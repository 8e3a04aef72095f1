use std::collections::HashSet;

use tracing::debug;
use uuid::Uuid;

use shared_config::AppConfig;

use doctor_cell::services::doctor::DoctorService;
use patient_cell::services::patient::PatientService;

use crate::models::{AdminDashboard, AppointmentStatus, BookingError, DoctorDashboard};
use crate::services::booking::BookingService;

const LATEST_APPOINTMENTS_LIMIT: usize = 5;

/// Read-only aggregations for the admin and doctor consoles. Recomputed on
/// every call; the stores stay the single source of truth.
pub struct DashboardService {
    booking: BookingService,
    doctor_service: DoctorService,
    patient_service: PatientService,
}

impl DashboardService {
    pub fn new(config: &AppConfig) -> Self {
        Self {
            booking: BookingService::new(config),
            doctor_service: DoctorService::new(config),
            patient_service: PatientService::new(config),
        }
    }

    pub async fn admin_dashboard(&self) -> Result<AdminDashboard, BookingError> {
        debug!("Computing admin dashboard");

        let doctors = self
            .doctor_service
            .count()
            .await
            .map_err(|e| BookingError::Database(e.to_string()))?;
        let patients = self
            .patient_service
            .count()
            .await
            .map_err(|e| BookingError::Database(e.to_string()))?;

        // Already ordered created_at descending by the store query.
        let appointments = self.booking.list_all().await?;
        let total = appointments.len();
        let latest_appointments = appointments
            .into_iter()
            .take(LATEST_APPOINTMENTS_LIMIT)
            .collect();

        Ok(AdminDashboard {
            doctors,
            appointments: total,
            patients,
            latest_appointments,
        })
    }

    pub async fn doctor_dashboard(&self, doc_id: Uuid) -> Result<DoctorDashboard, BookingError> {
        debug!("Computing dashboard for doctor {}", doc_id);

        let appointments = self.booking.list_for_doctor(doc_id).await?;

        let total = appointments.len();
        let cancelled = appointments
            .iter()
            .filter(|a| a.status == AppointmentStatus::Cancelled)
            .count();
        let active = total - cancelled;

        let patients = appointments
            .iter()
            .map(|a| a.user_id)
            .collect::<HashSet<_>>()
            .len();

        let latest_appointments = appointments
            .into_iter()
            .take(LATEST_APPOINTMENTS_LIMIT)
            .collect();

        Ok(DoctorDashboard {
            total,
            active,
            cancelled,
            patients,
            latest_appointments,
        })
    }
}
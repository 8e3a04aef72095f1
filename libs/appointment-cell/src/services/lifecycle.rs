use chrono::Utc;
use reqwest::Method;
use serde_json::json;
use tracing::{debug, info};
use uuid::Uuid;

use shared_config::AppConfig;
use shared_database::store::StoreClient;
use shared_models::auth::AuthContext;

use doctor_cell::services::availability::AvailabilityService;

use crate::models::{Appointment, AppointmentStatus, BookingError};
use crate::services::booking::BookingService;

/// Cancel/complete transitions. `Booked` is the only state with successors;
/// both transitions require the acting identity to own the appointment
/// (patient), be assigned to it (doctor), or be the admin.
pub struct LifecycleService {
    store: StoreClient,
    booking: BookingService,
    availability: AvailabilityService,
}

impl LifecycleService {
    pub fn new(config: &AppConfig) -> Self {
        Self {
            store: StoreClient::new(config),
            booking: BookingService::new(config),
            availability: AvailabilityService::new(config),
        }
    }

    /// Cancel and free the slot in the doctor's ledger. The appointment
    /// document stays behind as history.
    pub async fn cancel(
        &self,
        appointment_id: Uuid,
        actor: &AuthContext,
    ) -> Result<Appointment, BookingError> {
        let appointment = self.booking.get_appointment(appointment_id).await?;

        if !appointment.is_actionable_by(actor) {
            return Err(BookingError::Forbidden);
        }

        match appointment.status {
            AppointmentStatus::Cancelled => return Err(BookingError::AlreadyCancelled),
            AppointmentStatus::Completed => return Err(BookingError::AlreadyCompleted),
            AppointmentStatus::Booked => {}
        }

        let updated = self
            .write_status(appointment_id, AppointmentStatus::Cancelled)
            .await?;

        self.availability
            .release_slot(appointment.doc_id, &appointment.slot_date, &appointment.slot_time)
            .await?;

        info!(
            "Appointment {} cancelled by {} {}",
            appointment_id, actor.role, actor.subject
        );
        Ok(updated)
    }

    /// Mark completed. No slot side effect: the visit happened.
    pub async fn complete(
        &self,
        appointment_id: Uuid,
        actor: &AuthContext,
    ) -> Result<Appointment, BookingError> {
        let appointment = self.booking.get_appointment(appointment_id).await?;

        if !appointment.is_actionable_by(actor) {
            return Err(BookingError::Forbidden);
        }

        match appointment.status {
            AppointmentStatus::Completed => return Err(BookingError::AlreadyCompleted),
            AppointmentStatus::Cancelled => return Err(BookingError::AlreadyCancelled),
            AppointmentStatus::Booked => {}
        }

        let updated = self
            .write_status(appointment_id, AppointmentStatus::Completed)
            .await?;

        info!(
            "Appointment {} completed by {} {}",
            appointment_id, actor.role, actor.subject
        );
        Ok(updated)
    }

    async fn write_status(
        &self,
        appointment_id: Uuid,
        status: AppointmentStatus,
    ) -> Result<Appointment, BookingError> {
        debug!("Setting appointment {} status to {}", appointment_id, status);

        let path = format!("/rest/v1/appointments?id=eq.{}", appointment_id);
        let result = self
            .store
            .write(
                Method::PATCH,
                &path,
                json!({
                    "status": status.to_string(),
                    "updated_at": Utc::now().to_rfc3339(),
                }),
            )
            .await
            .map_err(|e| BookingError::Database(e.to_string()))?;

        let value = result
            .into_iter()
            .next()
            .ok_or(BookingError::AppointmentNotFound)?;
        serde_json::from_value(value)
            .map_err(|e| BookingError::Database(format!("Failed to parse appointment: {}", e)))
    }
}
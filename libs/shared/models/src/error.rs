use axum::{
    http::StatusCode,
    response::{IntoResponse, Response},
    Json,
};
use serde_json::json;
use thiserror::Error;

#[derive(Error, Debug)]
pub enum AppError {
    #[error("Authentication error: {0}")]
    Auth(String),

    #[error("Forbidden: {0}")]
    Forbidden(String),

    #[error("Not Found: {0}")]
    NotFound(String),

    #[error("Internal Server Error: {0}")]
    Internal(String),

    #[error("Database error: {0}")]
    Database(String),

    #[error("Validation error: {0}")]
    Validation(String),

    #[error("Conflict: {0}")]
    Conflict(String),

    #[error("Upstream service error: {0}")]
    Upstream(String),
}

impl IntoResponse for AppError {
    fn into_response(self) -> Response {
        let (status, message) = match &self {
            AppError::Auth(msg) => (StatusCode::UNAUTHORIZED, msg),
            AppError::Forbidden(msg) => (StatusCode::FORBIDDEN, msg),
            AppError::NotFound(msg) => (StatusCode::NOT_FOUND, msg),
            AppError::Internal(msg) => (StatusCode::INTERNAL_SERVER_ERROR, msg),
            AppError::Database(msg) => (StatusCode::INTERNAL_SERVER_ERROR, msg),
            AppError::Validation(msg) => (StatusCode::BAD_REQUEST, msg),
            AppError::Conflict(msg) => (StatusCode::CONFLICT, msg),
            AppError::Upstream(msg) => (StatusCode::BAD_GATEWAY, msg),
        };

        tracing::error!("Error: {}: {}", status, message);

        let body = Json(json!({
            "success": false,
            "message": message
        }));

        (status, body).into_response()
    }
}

ABOUT THIS TASK: Take the listing above from its first line through the line containing "pub async fn doctor_dashboard(&self, doc_id: Uuid)", and transcribe that stretch exactly, with no other lines.

EXERCISE RESULT:
repository 8e3a04aef72095f1
use std::collections::HashSet;

use tracing::debug;
use uuid::Uuid;

use shared_config::AppConfig;

use doctor_cell::services::doctor::DoctorService;
use patient_cell::services::patient::PatientService;

use crate::models::{AdminDashboard, AppointmentStatus, BookingError, DoctorDashboard};
use crate::services::booking::BookingService;

const LATEST_APPOINTMENTS_LIMIT: usize = 5;

/// Read-only aggregations for the admin and doctor consoles. Recomputed on
/// every call; the stores stay the single source of truth.
pub struct DashboardService {
    booking: BookingService,
    doctor_service: DoctorService,
    patient_service: PatientService,
}

impl DashboardService {
    pub fn new(config: &AppConfig) -> Self {
        Self {
            booking: BookingService::new(config),
            doctor_service: DoctorService::new(config),
            patient_service: PatientService::new(config),
        }
    }

    pub async fn admin_dashboard(&self) -> Result<AdminDashboard, BookingError> {
        debug!("Computing admin dashboard");

        let doctors = self
            .doctor_service
            .count()
            .await
            .map_err(|e| BookingError::Database(e.to_string()))?;
        let patients = self
            .patient_service
            .count()
            .await
            .map_err(|e| BookingError::Database(e.to_string()))?;

        // Already ordered created_at descending by the store query.
        let appointments = self.booking.list_all().await?;
        let total = appointments.len();
        let latest_appointments = appointments
            .into_iter()
            .take(LATEST_APPOINTMENTS_LIMIT)
            .collect();

        Ok(AdminDashboard {
            doctors,
            appointments: total,
            patients,
            latest_appointments,
        })
    }

    pub async fn doctor_dashboard(&self, doc_id: Uuid) -> Result<DoctorDashboard, BookingError> {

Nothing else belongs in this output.